Growing Locally: NYBG Partners with New Community Farm Hubs to Tackle Food Insecurity Close to Home
Stevenson Swanson is Associate Director of Public Relations at The New York Botanical Garden.
Long before COVID-19, access to fresh, affordable food was a daily challenge for many residents of the Bronx. Now, the pandemic has shed new light on the issue of food insecurity: not only is good nutrition important to good health, but the disruptions caused by COVID-19 have also revealed how fragile our food supply can be.
To address both the immediate need for healthful produce and the long-term problem of food insecurity, The New York Botanical Garden’s Bronx Green-Up community outreach program, which has helped establish more than 300 gardens since it began in 1988, is coordinating a collective network of community gardens and farms to greatly increase the local production and distribution of fresh fruit and vegetables.
This new initiative, the Community Farm Hub system, is currently made up of 18 neighborhood gardens and farms in Crotona/Belmont, Highbridge, Longwood/Hunt’s Point, South Bronx, North Bronx, and Morrisania.

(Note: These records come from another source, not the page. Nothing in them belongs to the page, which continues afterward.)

//! General application configuration.

use serde::{Deserialize, Serialize};
use std::path::PathBuf;

fn default_format() -> String {
    "table".to_string()
}

fn default_download_dir() -> PathBuf {
    PathBuf::from(".")
}

#[derive(Debug, Clone, Deserialize, Serialize)]
pub struct GeneralConfig {
    /// Output format used when `--format` is not given (`table`, `json`, `raw`).
    #[serde(default = "default_format")]
    pub default_format: String,

    /// Where downloaded test files are written.
    #[serde(default = "default_download_dir")]
    pub download_dir: PathBuf,
}

impl Default for GeneralConfig {
    fn default() -> Self {
        Self {
            default_format: default_format(),
            download_dir: default_download_dir(),
        }
    }
}
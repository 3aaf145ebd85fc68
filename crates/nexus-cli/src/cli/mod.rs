use clap::Parser;
use clap::ValueEnum;
use nexus_config::NexusConfig;

pub mod global;
pub mod root_commands;
pub mod subcommands;

pub use global::{GlobalFlags, OutputFormat};
pub use root_commands::Commands;

/// Top-level CLI parser for the `nexus` binary.
#[derive(Debug, Parser)]
#[command(
    name = "nexus",
    version,
    about = "42Nexus - share resources, settle subject questions and disputes, swap tests"
)]
pub struct Cli {
    #[command(subcommand)]
    pub command: Commands,

    /// Output format: table, json, raw (defaults to `general.default_format`)
    #[arg(short, long, global = true)]
    pub format: Option<OutputFormat>,

    /// Quiet mode (suppress non-essential output)
    #[arg(short, long, global = true)]
    pub quiet: bool,

    /// Verbose mode (debug logging)
    #[arg(short, long, global = true)]
    pub verbose: bool,

    /// Answer yes to every confirmation prompt
    #[arg(short, long, global = true)]
    pub yes: bool,
}

impl Cli {
    /// Resolve global flags, falling back to the configured output format.
    #[must_use]
    pub fn global_flags(&self, config: &NexusConfig) -> GlobalFlags {
        let format = self.format.unwrap_or_else(|| {
            OutputFormat::from_str(&config.general.default_format, true).unwrap_or_else(|_| {
                tracing::warn!(
                    value = %config.general.default_format,
                    "unknown general.default_format; using table"
                );
                OutputFormat::Table
            })
        });
        GlobalFlags {
            format,
            quiet: self.quiet,
            verbose: self.verbose,
            yes: self.yes,
        }
    }
}
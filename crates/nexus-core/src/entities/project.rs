use serde::{Deserialize, Serialize};

/// A curriculum project. Used as a filter dimension and as the parent of
/// every shared entity.
#[derive(Debug, Clone, Serialize, Deserialize, PartialEq, Eq)]
pub struct Project {
    pub id: i64,
    pub name: String,
    #[serde(default)]
    pub slug: String,
    #[serde(default)]
    pub description: Option<String>,
    #[serde(default)]
    pub order_index: i64,
}
mod auth;
mod projects;

pub use auth::AuthStore;
pub use projects::ProjectsStore;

These neighborhood gardens and farms have long been partners with Bronx Green-Up and leaders in their neighborhoods and wider community, organizing community markets, advocating for their communities, and running youth and health programs. All are predominantly run by volunteers who wanted to come together to support increased food production and distribution in their communities.
Bronx Green-Up staff are providing coordination and support for the Community Farm Hubs by building and repairing raised growing beds and stations for washing crops, equipment, and—especially important these days—hands. They are also training the volunteers in how to plant, maintain, and harvest crops, following health and safety protocols to prevent infection and the spread of COVID-19.

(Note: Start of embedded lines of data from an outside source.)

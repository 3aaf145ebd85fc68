//! Current user and token.

use std::sync::Arc;

use nexus_auth::{AuthError, TokenSource, TokenStore, callback};
use nexus_core::entities::User;

use crate::api::NexusApi;
use crate::layout::{Navigation, Route};

/// Holds the signed-in user; the token itself lives in the [`TokenStore`].
pub struct AuthStore {
    tokens: Arc<dyn TokenStore>,
    login_url: String,
    user: Option<User>,
    loading: bool,
}

impl AuthStore {
    pub fn new(tokens: Arc<dyn TokenStore>, login_url: impl Into<String>) -> Self {
        Self {
            tokens,
            login_url: login_url.into(),
            user: None,
            loading: true,
        }
    }

    /// Send the user to the provider's login endpoint.
    #[must_use]
    pub fn login(&self) -> Navigation {
        Navigation::External(self.login_url.clone())
    }

    #[must_use]
    pub fn login_url(&self) -> &str {
        &self.login_url
    }

    /// Persist a session token.
    ///
    /// # Errors
    ///
    /// Returns [`AuthError::TokenStoreError`] if the store rejects the write.
    pub fn set_token(&self, token: &str) -> Result<(), AuthError> {
        self.tokens.store(token)
    }

    #[must_use]
    pub fn token(&self) -> Option<String> {
        self.tokens.load()
    }

    #[must_use]
    pub fn token_source(&self) -> Option<TokenSource> {
        self.tokens.source()
    }

    /// Load the user for the persisted token.
    ///
    /// No token: the user becomes `None` without a request. Any failure of
    /// `GET /auth/me` clears both token and user; there is no retry.
    pub async fn fetch_user<A: NexusApi>(&mut self, api: &A) -> Option<&User> {
        if self.tokens.load().is_none() {
            self.user = None;
            self.loading = false;
            return None;
        }

        match api.me().await {
            Ok(user) => {
                tracing::debug!(login = %user.login, "session user loaded");
                self.user = Some(user);
            }
            Err(error) => {
                tracing::warn!(%error, "failed to load current user; clearing session");
                self.clear_token();
                self.user = None;
            }
        }
        self.loading = false;
        self.user.as_ref()
    }

    /// Turn an OAuth callback URL into a signed-in session.
    ///
    /// # Errors
    ///
    /// [`AuthError::MissingToken`] or [`AuthError::StateMismatch`] from the
    /// exchange, a store error, or [`AuthError::NotAuthenticated`] when the
    /// server rejects the new token.
    pub async fn complete_callback<A: NexusApi>(
        &mut self,
        api: &A,
        callback_url: &str,
        expected_state: Option<&str>,
    ) -> Result<&User, AuthError> {
        let token = callback::exchange(callback_url, expected_state)?;
        self.sign_in(api, &token).await
    }

    /// Persist `token` and load its user.
    ///
    /// # Errors
    ///
    /// A store error, or [`AuthError::NotAuthenticated`] when `/auth/me`
    /// rejects the token (which is then cleared again).
    pub async fn sign_in<A: NexusApi>(&mut self, api: &A, token: &str) -> Result<&User, AuthError> {
        self.set_token(token)?;
        self.fetch_user(api).await.ok_or(AuthError::NotAuthenticated)
    }

    /// Clear token and user, then go to the login view.
    pub fn logout(&mut self) -> Navigation {
        self.clear_token();
        self.user = None;
        Navigation::Route(Route::Login)
    }

    /// Same as [`Self::logout`]; called when the server answers 401.
    pub fn handle_unauthorized(&mut self) -> Navigation {
        tracing::warn!("session expired or revoked; signing out");
        self.logout()
    }

    #[must_use]
    pub const fn user(&self) -> Option<&User> {
        self.user.as_ref()
    }

    #[must_use]
    pub fn is_staff(&self) -> bool {
        self.user.as_ref().is_some_and(User::is_staff)
    }

    #[must_use]
    pub const fn is_loading(&self) -> bool {
        self.loading
    }

    fn clear_token(&self) {
        if let Err(error) = self.tokens.delete() {
            tracing::error!(%error, "failed to clear stored token");
        }
    }
}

Perhaps just as important, Bronx Green-Up is providing many of the raw materials of vegetable gardening, including compost, seeds, and more than 6,000 seedlings grown at NYBG’s Edible Academy. The assortment of seedling vegetable plants includes Genovese basil, many types of tomatoes and kale, mustard, pak choi, collard greens, peppers, eggplant, chard, zucchini, and winter squash.

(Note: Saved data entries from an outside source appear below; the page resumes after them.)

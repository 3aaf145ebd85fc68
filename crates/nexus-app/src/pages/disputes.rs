//! Correction disputes: corrector vs. corrected, with peer votes and a staff
//! override.

use nexus_core::entities::{Dispute, User};
use nexus_core::enums::{DisputeSide, DisputeStatus, Urgency};
use nexus_core::filters::DisputeFilter;
use nexus_core::forms::{Form, NewDispute};
use nexus_core::tally;
use serde::Serialize;

use super::{PageView, STAFF_ONLY, StaffNotice};
use crate::api::NexusApi;
use crate::outcome::Outcome;
use crate::session::Session;

pub const EMPTY_TEXT: &str = "No disputes found";

const STAFF_NOTICE: StaffNotice = StaffNotice {
    title: "Staff Override Available",
    body: "You can make FINAL decisions on any dispute",
};

#[must_use]
pub fn winner_prompt(winner: DisputeSide) -> String {
    format!("Are you sure \"{winner}\" wins? This is FINAL!")
}

#[derive(Debug, Clone, PartialEq, Serialize)]
pub struct SideView {
    pub side: DisputeSide,
    /// `Corrector Says:`
    pub heading: String,
    pub opinion: String,
    pub votes: u64,
    pub percent: u8,
    pub is_winner: bool,
}

#[derive(Debug, Clone, PartialEq, Serialize)]
pub struct DisputeCard {
    pub id: i64,
    pub urgency: Urgency,
    pub urgency_label: String,
    pub status: DisputeStatus,
    pub status_label: String,
    pub project_name: String,
    pub description: String,
    pub sides: [SideView; 2],
    /// `STAFF DECIDED: CORRECTOR WINS`, only for staff-decided disputes.
    pub staff_banner: Option<String>,
    pub can_vote: bool,
    pub staff_controls: bool,
    pub meta: String,
}

impl DisputeCard {
    #[must_use]
    pub fn new(dispute: &Dispute, is_staff: bool) -> Self {
        let order = [DisputeSide::Corrector, DisputeSide::Corrected];
        let shares = tally::shares(&order.map(|side| dispute.votes(side)));
        let sides = order.map(|side| {
            let index = usize::from(side == DisputeSide::Corrected);
            let heading = match side {
                DisputeSide::Corrector => "Corrector Says:",
                DisputeSide::Corrected => "Corrected Says:",
            };
            SideView {
                side,
                heading: heading.to_string(),
                opinion: dispute.opinion(side).to_string(),
                votes: dispute.votes(side),
                percent: shares[index].rounded(),
                is_winner: dispute.winner == Some(side),
            }
        });
        let staff_banner = dispute.status.is_staff_decided().then(|| {
            format!(
                "STAFF DECIDED: {} WINS",
                dispute.winner.map(DisputeSide::label).unwrap_or_default()
            )
        });
        let total_votes = dispute.total_votes();
        Self {
            id: dispute.id,
            urgency: dispute.urgency,
            urgency_label: dispute.urgency.label(),
            status: dispute.status,
            status_label: dispute.status.label(),
            project_name: dispute.project_name.clone(),
            description: dispute.description.clone(),
            sides,
            staff_banner,
            can_vote: dispute.status.accepts_ballots(),
            staff_controls: is_staff && dispute.status.accepts_ballots(),
            meta: format!("Reported by {} • {total_votes} total votes", dispute.author),
        }
    }
}

#[derive(Debug)]
pub struct DisputesPage {
    pub filter: DisputeFilter,
    pub form: NewDispute,
    form_open: bool,
    loading: bool,
    disputes: Vec<Dispute>,
}

impl Default for DisputesPage {
    fn default() -> Self {
        Self {
            filter: DisputeFilter::default(),
            form: NewDispute::default(),
            form_open: false,
            loading: true,
            disputes: Vec::new(),
        }
    }
}

impl DisputesPage {
    pub async fn mount<A: NexusApi>(&mut self, session: &mut Session<A>) {
        session.projects.fetch_projects(&session.api).await;
        self.refresh(session).await;
    }

    pub async fn refresh<A: NexusApi>(&mut self, session: &mut Session<A>) -> Outcome {
        self.loading = true;
        let outcome = match session.api.list_disputes(&self.filter).await {
            Ok(disputes) => {
                self.disputes = disputes;
                Outcome::Applied
            }
            Err(error) => session.fail("fetch disputes", &error),
        };
        self.loading = false;
        outcome
    }

    pub async fn vote<A: NexusApi>(
        &mut self,
        session: &mut Session<A>,
        dispute_id: i64,
        side: DisputeSide,
    ) -> Outcome {
        match session.api.vote_dispute(dispute_id, side).await {
            Ok(_) => self.refresh(session).await,
            Err(error) => session.fail_with_alert("vote", &error),
        }
    }

    pub async fn staff_decide<A: NexusApi>(
        &mut self,
        session: &mut Session<A>,
        dispute_id: i64,
        winner: DisputeSide,
    ) -> Outcome {
        if !session.is_staff() {
            return Outcome::Invalid(STAFF_ONLY.to_string());
        }
        if !session.prompter.confirm(&winner_prompt(winner)) {
            return Outcome::Cancelled;
        }
        match session.api.staff_decide_dispute(dispute_id, winner).await {
            Ok(_) => self.refresh(session).await,
            Err(error) => session.fail("decide", &error),
        }
    }

    pub fn toggle_form(&mut self) {
        self.form_open = !self.form_open;
    }

    #[must_use]
    pub const fn is_form_open(&self) -> bool {
        self.form_open
    }

    pub async fn submit<A: NexusApi>(&mut self, session: &mut Session<A>) -> Outcome {
        if let Err(error) = self.form.validate() {
            return Outcome::Invalid(error.to_string());
        }
        match session.api.create_dispute(&self.form).await {
            Ok(_) => {
                self.form = NewDispute::default();
                self.form_open = false;
                self.refresh(session).await
            }
            Err(error) => session.fail("create dispute", &error),
        }
    }

    #[must_use]
    pub fn disputes(&self) -> &[Dispute] {
        &self.disputes
    }

    #[must_use]
    pub fn view(&self, viewer: Option<&User>) -> PageView<DisputeCard> {
        let is_staff = viewer.is_some_and(User::is_staff);
        PageView::new(
            "Live Disputes",
            is_staff.then_some(STAFF_NOTICE),
            self.loading,
            self.disputes
                .iter()
                .map(|dispute| DisputeCard::new(dispute, is_staff))
                .collect(),
            EMPTY_TEXT,
        )
    }
}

Normally, the seedlings would be part of the educational programming at the Edible Academy, but because of NYBG’s temporary closure, that programming has been suspended. In addition to providing seedlings for the Community Farm Hubs, the Edible Academy has donated produce grown in its Ruth Rea Howell Vegetable Garden to Part of the Solution and the James J. Peters Veterans Administration Hospital, both in the Bronx.
The Community Farm Hubs program leverages Bronx Green-Up’s greatest strengths: the staff’s deep roots in the Bronx, longstanding partnerships, a track record of establishing long-lasting collaborations with many types of partners, and expertise in urban farming, community organizing, education, and outreach.
Some farm hubs have already started harvesting, and more will follow suit in the coming weeks. The produce grown at the hubs will be given to emergency food providers and senior housing and, starting with the La Familia Verde Market on Tuesday, July 7, sold or distributed at local community-run farmers’ markets, making the Community Farm Hubs a program that is truly rooted in the Bronx to benefit the people of the Bronx.
The community gardens and farms currently involved in this effort are: Bissel Gardens, Black Joy Farm, Brook Park Youth Farm, Garden of Happiness, Garden of Youth, James Baldwin Outdoor Learning Center, Kelly Street Garden, La Finca del Sur, La Isla, Las Casitas Community Garden, Morris Campus Educational Farm, Morning Glory Community Garden, New Roots Community Farm, Padre Plaza Community Garden, Urban Cultivated @ Praxis Gardens, Rivers Run Community Garden, Taqwa Community Farm and Woodycrest Community Garden.
Special thanks to Mary Mitchell Family and Youth Center, Montefiore, NYC Parks GreenThumb, Renee’s Garden and Small Axe Peppers for helping make this project possible.
Because of the support of the New York City Council and others, the Edible Academy school partnership program was able to shift gears and provide fresh, organic produce to important Bronx organizations. NYBG especially thanks Council Speaker Corey Johnson and Councilmembers Andrew Cohen, Vanessa Gibson, Rafael Salamanca Jr., and Ritchie Torres.